Integration was also critical for a Vpress installation at central London-based MJCP, where it was key to winning a big care home client for the multi-print services provider. The combination of Vpress W2P with the Time Harvest MIS allows correctly-branded materials to be ordered for more than 300 locations.

‘Their staff can now just log in, specify and personalise the products they want and go. It has made a big difference to their operation. All that variable data is no longer an arduous time-heavy job to process, they now have an extremely user-friendly interface that goes straight through to our production lines,’ notes MJCP operations director Ray Barber.

‘Where Vpress and Time Harvest help is they have allowed us to streamline the businesses, automate a lot more of our systems, and enable us to be competitive at speed – which is critical – especially in today’s environment.

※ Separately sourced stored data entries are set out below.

//! OpenAI-compatible completion service.
//!
//! Works with any gateway that follows the OpenAI chat completions
//! contract (Bedrock access gateways, LiteLLM, vLLM, Ollama, ...). The
//! rendered prompt is sent as a single user message; family-native
//! parameter names are translated to their OpenAI equivalents.

use std::time::Duration;

use pl_domain::config::{AuthMode, ServiceConfig};
use pl_domain::error::{Error, Result};
use pl_domain::stream::{BoxStream, StreamEvent, Usage};
use serde_json::{Map, Value};

use crate::traits::{CompletionRequest, CompletionResponse, CompletionService};
use crate::util::{from_reqwest, resolve_api_key};

// ━━━━━━━━━━━━━━━━━━━━━━━━━━━━━━━━━━━━━━━━━━━━━━━━━━━━━━━━━━━━━━━━━━
// Service struct
// ━━━━━━━━━━━━━━━━━━━━━━━━━━━━━━━━━━━━━━━━━━━━━━━━━━━━━━━━━━━━━━━━━━

pub struct OpenAiCompatService {
    id: String,
    base_url: String,
    auth_header: String,
    auth_prefix: String,
    /// `Ok(None)` when auth is disabled; `Err` keeps the resolution
    /// failure so `check_ready` can report it per turn.
    api_key: std::result::Result<Option<String>, String>,
    client: reqwest::Client,
}

impl OpenAiCompatService {
    /// Build from config. A missing API key does not fail construction;
    /// it makes every adapter bound to this service fail with an
    /// adapter-construction error instead.
    pub fn from_config(cfg: &ServiceConfig, timeout: Duration) -> Result<Self> {
        let api_key = match cfg.auth.mode {
            AuthMode::None => Ok(None),
            AuthMode::ApiKey => match resolve_api_key(&cfg.auth) {
                Ok(key) => Ok(Some(key)),
                Err(e) => {
                    tracing::warn!(
                        service_id = %cfg.id,
                        error = %e,
                        "completion service has no usable API key"
                    );
                    Err(e.to_string())
                }
            },
        };

        let client = reqwest::Client::builder()
            .timeout(timeout)
            .build()
            .map_err(from_reqwest)?;

        Ok(Self {
            id: cfg.id.clone(),
            base_url: cfg.base_url.trim_end_matches('/').to_string(),
            auth_header: cfg
                .auth
                .header
                .clone()
                .unwrap_or_else(|| "Authorization".into()),
            auth_prefix: cfg.auth.prefix.clone().unwrap_or_else(|| "Bearer ".into()),
            api_key,
            client,
        })
    }

    // ── Internal: build authenticated request builder ──────────────

    fn authed_post(&self, url: &str) -> reqwest::RequestBuilder {
        let builder = self
            .client
            .post(url)
            .header("Content-Type", "application/json");
        match &self.api_key {
            Ok(Some(key)) => {
                builder.header(&self.auth_header, format!("{}{}", self.auth_prefix, key))
            }
            _ => builder,
        }
    }

    fn chat_url(&self) -> String {
        format!("{}/chat/completions", self.base_url)
    }

    async fn post(&self, body: &Value) -> Result<reqwest::Response> {
        let url = self.chat_url();
        tracing::debug!(service_id = %self.id, url = %url, "completion request");

        let resp = self
            .authed_post(&url)
            .json(body)
            .send()
            .await
            .map_err(from_reqwest)?;

        let status = resp.status();
        if !status.is_success() {
            let err_text = resp.text().await.map_err(from_reqwest)?;
            return Err(Error::ModelInvocation {
                service: self.id.clone(),
                message: format!("HTTP {} - {}", status.as_u16(), err_text),
            });
        }
        Ok(resp)
    }
}

// ━━━━━━━━━━━━━━━━━━━━━━━━━━━━━━━━━━━━━━━━━━━━━━━━━━━━━━━━━━━━━━━━━━
// Request body
// ━━━━━━━━━━━━━━━━━━━━━━━━━━━━━━━━━━━━━━━━━━━━━━━━━━━━━━━━━━━━━━━━━━

/// OpenAI name for a family-native parameter, `None` for parameters the
/// wire format has no slot for.
fn openai_param_name(native: &str) -> Option<&'static str> {
    match native {
        "temperature" => Some("temperature"),
        "top_p" | "topP" => Some("top_p"),
        "max_tokens" | "maxTokenCount" | "max_gen_len" => Some("max_tokens"),
        _ => None,
    }
}

fn build_chat_body(req: &CompletionRequest, stream: bool) -> Value {
    let mut body = serde_json::json!({
        "model": req.model_id,
        "messages": [{ "role": "user", "content": req.prompt }],
        "stream": stream,
    });

    let mut translated = Map::new();
    for (name, value) in &req.parameters {
        match openai_param_name(name) {
            Some(openai) => {
                translated.insert(openai.into(), value.clone());
            }
            None => tracing::debug!(parameter = %name, "no OpenAI equivalent, dropped"),
        }
    }
    if let Value::Object(obj) = &mut body {
        obj.extend(translated);
    }

    if stream {
        body["stream_options"] = serde_json::json!({ "include_usage": true });
    }
    body
}

// ━━━━━━━━━━━━━━━━━━━━━━━━━━━━━━━━━━━━━━━━━━━━━━━━━━━━━━━━━━━━━━━━━━
// Response parsing
// ━━━━━━━━━━━━━━━━━━━━━━━━━━━━━━━━━━━━━━━━━━━━━━━━━━━━━━━━━━━━━━━━━━

fn parse_chat_response(service: &str, body: &Value) -> Result<CompletionResponse> {
    let invalid = |message: &str| Error::ModelInvocation {
        service: service.to_string(),
        message: message.to_string(),
    };

    let choice = body
        .get("choices")
        .and_then(|c| c.as_array())
        .and_then(|a| a.first())
        .ok_or_else(|| invalid("no choices in response"))?;

    let text = choice
        .get("message")
        .and_then(|m| m.get("content"))
        .and_then(|v| v.as_str())
        .ok_or_else(|| invalid("no text content in choice"))?
        .to_string();

    Ok(CompletionResponse {
        text,
        usage: body.get("usage").and_then(parse_usage),
        model: body
            .get("model")
            .and_then(|v| v.as_str())
            .unwrap_or("unknown")
            .to_string(),
        finish_reason: choice
            .get("finish_reason")
            .and_then(|v| v.as_str())
            .map(String::from),
    })
}

fn parse_usage(v: &Value) -> Option<Usage> {
    Some(Usage {
        prompt_tokens: v.get("prompt_tokens")?.as_u64()? as u32,
        completion_tokens: v.get("completion_tokens")?.as_u64()? as u32,
        total_tokens: v.get("total_tokens")?.as_u64()? as u32,
    })
}

/// Parse one SSE `data:` payload.
fn parse_sse_data(data: &str) -> Vec<Result<StreamEvent>> {
    if data.trim() == "[DONE]" {
        return vec![Ok(StreamEvent::Done {
            usage: None,
            finish_reason: Some("stop".into()),
        })];
    }

    let v: Value = match serde_json::from_str(data) {
        Ok(v) => v,
        Err(e) => return vec![Err(Error::Json(e))],
    };

    if let Some(err) = v.get("error") {
        let message = err
            .get("message")
            .and_then(|m| m.as_str())
            .unwrap_or("stream error")
            .to_string();
        return vec![Ok(StreamEvent::Error { message })];
    }

    let Some(choice) = v
        .get("choices")
        .and_then(|c| c.as_array())
        .and_then(|a| a.first())
    else {
        // Usage-only chunk (stream_options.include_usage).
        return match v.get("usage").and_then(parse_usage) {
            Some(usage) => vec![Ok(StreamEvent::Done {
                usage: Some(usage),
                finish_reason: None,
            })],
            None => Vec::new(),
        };
    };

    let mut events = Vec::new();
    if let Some(text) = choice
        .get("delta")
        .and_then(|d| d.get("content"))
        .and_then(|v| v.as_str())
    {
        if !text.is_empty() {
            events.push(Ok(StreamEvent::Token {
                text: text.to_string(),
            }));
        }
    }
    if let Some(fr) = choice.get("finish_reason").and_then(|f| f.as_str()) {
        events.push(Ok(StreamEvent::Done {
            usage: v.get("usage").and_then(parse_usage),
            finish_reason: Some(fr.to_string()),
        }));
    }
    events
}

// ━━━━━━━━━━━━━━━━━━━━━━━━━━━━━━━━━━━━━━━━━━━━━━━━━━━━━━━━━━━━━━━━━━
// Trait implementation
// ━━━━━━━━━━━━━━━━━━━━━━━━━━━━━━━━━━━━━━━━━━━━━━━━━━━━━━━━━━━━━━━━━━

#[async_trait::async_trait]
impl CompletionService for OpenAiCompatService {
    async fn invoke(&self, req: &CompletionRequest) -> Result<CompletionResponse> {
        let resp = self.post(&build_chat_body(req, false)).await?;
        let resp_text = resp.text().await.map_err(from_reqwest)?;
        let resp_json: Value = serde_json::from_str(&resp_text)?;
        parse_chat_response(&self.id, &resp_json)
    }

    async fn invoke_stream(
        &self,
        req: &CompletionRequest,
    ) -> Result<BoxStream<'static, Result<StreamEvent>>> {
        let resp = self.post(&build_chat_body(req, true)).await?;
        Ok(crate::sse::sse_response_stream(resp, parse_sse_data))
    }

    fn service_id(&self) -> &str {
        &self.id
    }

    fn check_ready(&self) -> Result<()> {
        match &self.api_key {
            Ok(_) => Ok(()),
            Err(reason) => Err(Error::Auth(format!("service {}: {reason}", self.id))),
        }
    }
}

// ━━━━━━━━━━━━━━━━━━━━━━━━━━━━━━━━━━━━━━━━━━━━━━━━━━━━━━━━━━━━━━━━━━
// Tests
// ━━━━━━━━━━━━━━━━━━━━━━━━━━━━━━━━━━━━━━━━━━━━━━━━━━━━━━━━━━━━━━━━━━
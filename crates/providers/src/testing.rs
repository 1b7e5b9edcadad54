//! In-process completion service for unit tests.

use pl_domain::error::Result;
use pl_domain::stream::{BoxStream, StreamEvent};

use crate::traits::{CompletionRequest, CompletionResponse, CompletionService};

/// Answers every prompt with `echo: {prompt}`.
#[derive(Default)]
pub(crate) struct EchoService;

#[async_trait::async_trait]
impl CompletionService for EchoService {
    async fn invoke(&self, req: &CompletionRequest) -> Result<CompletionResponse> {
        Ok(CompletionResponse {
            text: format!("echo: {}", req.prompt),
            usage: None,
            model: req.model_id.clone(),
            finish_reason: Some("stop".into()),
        })
    }

    async fn invoke_stream(
        &self,
        req: &CompletionRequest,
    ) -> Result<BoxStream<'static, Result<StreamEvent>>> {
        let events = vec![
            Ok(StreamEvent::Token {
                text: format!("echo: {}", req.prompt),
            }),
            Ok(StreamEvent::Done {
                usage: None,
                finish_reason: Some("stop".into()),
            }),
        ];
        Ok(Box::pin(futures_util::stream::iter(events)))
    }

    fn service_id(&self) -> &str {
        "echo"
    }
}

‘Without that presence online backed up by solid back office systems, you don’t capture that next generation of customers. Having a web presence and having that shop front available, with excellent service behind it, is absolutely critical,’ he concludes.

That’s sound advice for any printer these days. With people being more used than ever to ordering things easily online – and getting them quickly – it’s not so much a case of ‘build it and they will come’, perhaps, as one of ‘if you don’t build it, they won’t bother to find you any other way’. The good news is that it has never been so easy to do.